The press loves to cover these announcements, even when there is very little evidence that Musk can keep his techno-futuristic promises. Gizmodo is no exception. We breathlessly covered the saga of SpaceX, its reusable rockets and drone barge. We flipped out, however sceptically, when he revealed his Hyperloop idea. We even took Musk seriously when he said he was going to go to Mars.

At a certain point, however, Musk the showman stopped being cute and started seeming like the world’s most annoying bullshitter. It certainly didn’t help earlier this year when Musk decided he hated journalists and wanted to start a website where random people could rank them. So far, Musk’s new Yelp for journalists website does not exist.

The weird difference between some of Musk’s famous vapouriffic moonshots and the kid-sized submarine is that Musk actually built the sub. But it’s nothing more than a useless stunt. Not only did Musk show up too late to help, he showed up with a tool that wasn’t even helpful.

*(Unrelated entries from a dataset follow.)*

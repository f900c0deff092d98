// Public API - what other modules can use
pub use handlers::{create_room, export_room, get_room};
pub use service::RoomService;

// Internal modules
mod handlers;
mod service;
pub mod types;

use crate::{poker::models::is_valid_room_code, shared::AppError};

/// Uppercase the code supplied by a client and check its shape
pub fn normalize_room_code(raw: &str) -> Result<String, AppError> {
    let code = raw.trim().to_ascii_uppercase();
    if is_valid_room_code(&code) {
        Ok(code)
    } else {
        Err(AppError::BadRequest(format!("Invalid room code: {}", raw)))
    }
}
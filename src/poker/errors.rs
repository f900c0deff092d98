use thiserror::Error;

/// Reasons the authority drops an event without touching room state
#[derive(Debug, Clone, PartialEq, Eq, Error)]
pub enum Rejection {
    #[error("Room is full")]
    RoomFull,

    #[error("Room code does not match this room")]
    RoomCodeMismatch,

    #[error("Participant name must be 1 to {max} characters")]
    InvalidName { max: usize },

    #[error("Connection already joined as another participant")]
    AlreadyJoined,

    #[error("Sender has not joined the room")]
    NotParticipant,

    #[error("Only the moderator can {0}")]
    NotModerator(&'static str),

    #[error("A vote is still in progress")]
    VotingInProgress,

    #[error("Story title must be 1 to {max} characters")]
    EmptyTitle { max: usize },

    #[error("There is no current story")]
    NoActiveStory,

    #[error("Voting is not open for the current story")]
    VotingClosed,

    #[error("Votes have not been revealed yet")]
    VotesHidden,

    #[error("'{0}' is not a card in the deck")]
    UnknownVoteValue(String),

    #[error("Votes can only be cast for yourself")]
    ImpersonatedVote,

    #[error("Final estimate must be 1 to {max} characters")]
    InvalidEstimate { max: usize },

    #[error("Chat message must be 1 to {max} characters")]
    InvalidMessage { max: usize },
}
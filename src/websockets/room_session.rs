use async_trait::async_trait;
use std::collections::HashMap;
use std::sync::Arc;
use tracing::{debug, info, warn};

use crate::{
    event::{RoomEvent, RoomEventError, RoomEventHandler, RoomSnapshot},
    poker::{Rejection, SessionMachine, Transition},
    websockets::{
        connection_manager::ConnectionManager,
        messages::{ClientEvent, RejectionNotice, ServerMessage},
    },
};

/// Session authority for one room
///
/// Owns the room's state machine and the binding from WebSocket
/// connections to participants. Only the room's subscription task drives
/// it, which serializes every event addressed to the room.
pub struct RoomSession {
    machine: SessionMachine,
    // connection_id -> participant_id
    members: HashMap<String, String>,
    connection_manager: Arc<dyn ConnectionManager>,
    notify_rejections: bool,
}

impl RoomSession {
    pub fn new(
        machine: SessionMachine,
        connection_manager: Arc<dyn ConnectionManager>,
        notify_rejections: bool,
    ) -> Self {
        Self {
            machine,
            members: HashMap::new(),
            connection_manager,
            notify_rejections,
        }
    }

    async fn handle_client_event(
        &mut self,
        room_code: &str,
        connection_id: String,
        event: ClientEvent,
    ) -> Result<(), RoomEventError> {
        let kind = event.kind();
        let actor = self.members.get(&connection_id).cloned();

        match self.machine.apply(actor.as_deref(), event) {
            Ok(transition) => {
                if let Some(participant) = &transition.joined {
                    self.members
                        .insert(connection_id.clone(), participant.id.clone());
                }
                if let Some(left) = &transition.left {
                    self.members.retain(|_, participant_id| participant_id != left);
                }
                self.deliver(transition).await
            }
            Err(rejection) => {
                debug!(
                    room_code = %room_code,
                    connection_id = %connection_id,
                    event_type = kind,
                    reason = %rejection,
                    "Event rejected"
                );
                self.notify_rejection(&connection_id, kind, &rejection)
                    .await
            }
        }
    }

    async fn handle_connection_closed(
        &mut self,
        room_code: &str,
        connection_id: &str,
    ) -> Result<(), RoomEventError> {
        let Some(participant_id) = self.members.remove(connection_id) else {
            debug!(room_code = %room_code, connection_id = %connection_id, "Unjoined connection closed");
            return Ok(());
        };

        // Another tab of the same participant keeps them in the room
        if self.members.values().any(|p| *p == participant_id) {
            return Ok(());
        }

        match self.machine.remove_participant(&participant_id) {
            Some(transition) => self.deliver(transition).await,
            None => Ok(()),
        }
    }

    /// Send each broadcast to every connection bound to a current participant
    async fn deliver(&self, transition: Transition) -> Result<(), RoomEventError> {
        let recipients: Vec<String> = self
            .members
            .iter()
            .filter(|(_, participant_id)| self.machine.room().has_participant(participant_id))
            .map(|(connection_id, _)| connection_id.clone())
            .collect();

        for message in &transition.broadcasts {
            let message_json = serde_json::to_string(message).map_err(|e| {
                RoomEventError::HandlerError(format!("Failed to serialize message: {}", e))
            })?;
            self.connection_manager
                .send_to_connections(&recipients, &message_json)
                .await;
        }

        debug!(
            room_code = %self.machine.room().code,
            recipients = recipients.len(),
            broadcasts = transition.broadcasts.len(),
            "Broadcasts delivered"
        );
        Ok(())
    }

    async fn notify_rejection(
        &self,
        connection_id: &str,
        kind: &str,
        rejection: &Rejection,
    ) -> Result<(), RoomEventError> {
        if !self.notify_rejections {
            return Ok(());
        }

        let notice = ServerMessage::ActionRejected(RejectionNotice {
            event: kind.to_string(),
            reason: rejection.to_string(),
        });
        let message_json = serde_json::to_string(&notice).map_err(|e| {
            RoomEventError::HandlerError(format!("Failed to serialize message: {}", e))
        })?;
        self.connection_manager
            .send_to_connection(connection_id, &message_json)
            .await;
        Ok(())
    }
}

#[async_trait]
impl RoomEventHandler for RoomSession {
    async fn handle_room_event(
        &mut self,
        room_code: &str,
        event: RoomEvent,
    ) -> Result<(), RoomEventError> {
        match event {
            RoomEvent::ConnectionOpened { connection_id } => {
                info!(
                    room_code = %room_code,
                    connection_id = %connection_id,
                    "Connection attached to room"
                );
                Ok(())
            }
            RoomEvent::ClientEvent {
                connection_id,
                event,
            } => {
                self.handle_client_event(room_code, connection_id, event)
                    .await
            }
            RoomEvent::ConnectionClosed { connection_id } => {
                self.handle_connection_closed(room_code, &connection_id)
                    .await
            }
            RoomEvent::SnapshotRequested { reply } => {
                let snapshot = RoomSnapshot {
                    room: self.machine.room().view(),
                    stories: self.machine.stories(),
                };
                if reply.send(snapshot).is_err() {
                    warn!(room_code = %room_code, "Snapshot requester went away");
                }
                Ok(())
            }
        }
    }

    fn handler_name(&self) -> &'static str {
        "RoomSession"
    }
}
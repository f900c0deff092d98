use axum::{
    http::StatusCode,
    response::{IntoResponse, Response},
    Json,
};
use serde_json::json;
use std::sync::Arc;
use thiserror::Error;

use crate::room::RoomService;
use crate::websockets::ConnectionManager;

/// Shared application state containing all dependencies
#[derive(Clone)]
pub struct AppState {
    pub room_service: Arc<RoomService>,
    pub connection_manager: Arc<dyn ConnectionManager>,
}

impl AppState {
    pub fn new(
        room_service: Arc<RoomService>,
        connection_manager: Arc<dyn ConnectionManager>,
    ) -> Self {
        Self {
            room_service,
            connection_manager,
        }
    }
}

#[derive(Error, Debug)]
pub enum AppError {
    #[error("Bad request: {0}")]
    BadRequest(String),

    #[error("Not found: {0}")]
    NotFound(String),

    #[error("Internal server error")]
    Internal,
}

impl IntoResponse for AppError {
    fn into_response(self) -> Response {
        let (status, error_message) = match self {
            AppError::BadRequest(msg) => (StatusCode::BAD_REQUEST, msg),
            AppError::NotFound(msg) => (StatusCode::NOT_FOUND, msg),
            AppError::Internal => (
                StatusCode::INTERNAL_SERVER_ERROR,
                "Internal server error".to_string(),
            ),
        };

        let body = Json(json!({
            "error": error_message
        }));

        (status, body).into_response()
    }
}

As it seemed increasingly obvious that the sub wouldn’t actually rescue any boys from the cave, Musk later tweeted that it “could also be used as an escape pod in space”. So at least there’s that non-existent contingency.

What’s most frustrating about Musk’s stunts is how everything feels a little bit like a grift. Like, every time, you have to wonder what Musk is really selling, and as time goes on, those sales pitches become more convoluted.

The Mars thing was a great way to build publicity for SpaceX. The Hyperloop fiasco seems like some sort of weird ad for Tesla and the future of transportation. The Boring Company, complete with promotional flamethrowers, is a different version of a Tesla ad. But with this kid-sized submarine, it isn’t immediately clear what Musk is shilling.

Perhaps, at long last, Musk is just advertising his own ego. Musk, the man who does things, is here to outdo himself, and lucky you get to be his audience.

The kid-sized sub was never the point of this latest stunt. Musk just wanted to remind his fans that he’s the man who makes things happen, often with the help of technology, money and bluster. Just like Tony Stark. Keep those fawning comparisons coming, too. Musk is very serious about about the idea of being a real-world Iron Man.

In a series of tweets, Musk insisted that his capsule would have worked:

The apparent exchange pictured is between Musk and Dick Stanton, one of the first British divers called in to help with the rescue, doesn’t exactly prove that Musk is right.

Meanwhile, it’s unclear why Musk claims that the former Thai provincial governor, whose name is Narongsak Osatanakorn, is not the “rescue chief”. Osatanakorn is identified in the press as the head of the joint command centre coordinating the operation and has issued regular updates about the rescue as it was unfolding.

It’s quite possible that Musk is trying to delegitimise Osatanakorn, because he’s the one who said that the kid-sized sub was “not practical” for the rescue. But who knows? Elon Musk is a man who’s hard to understand.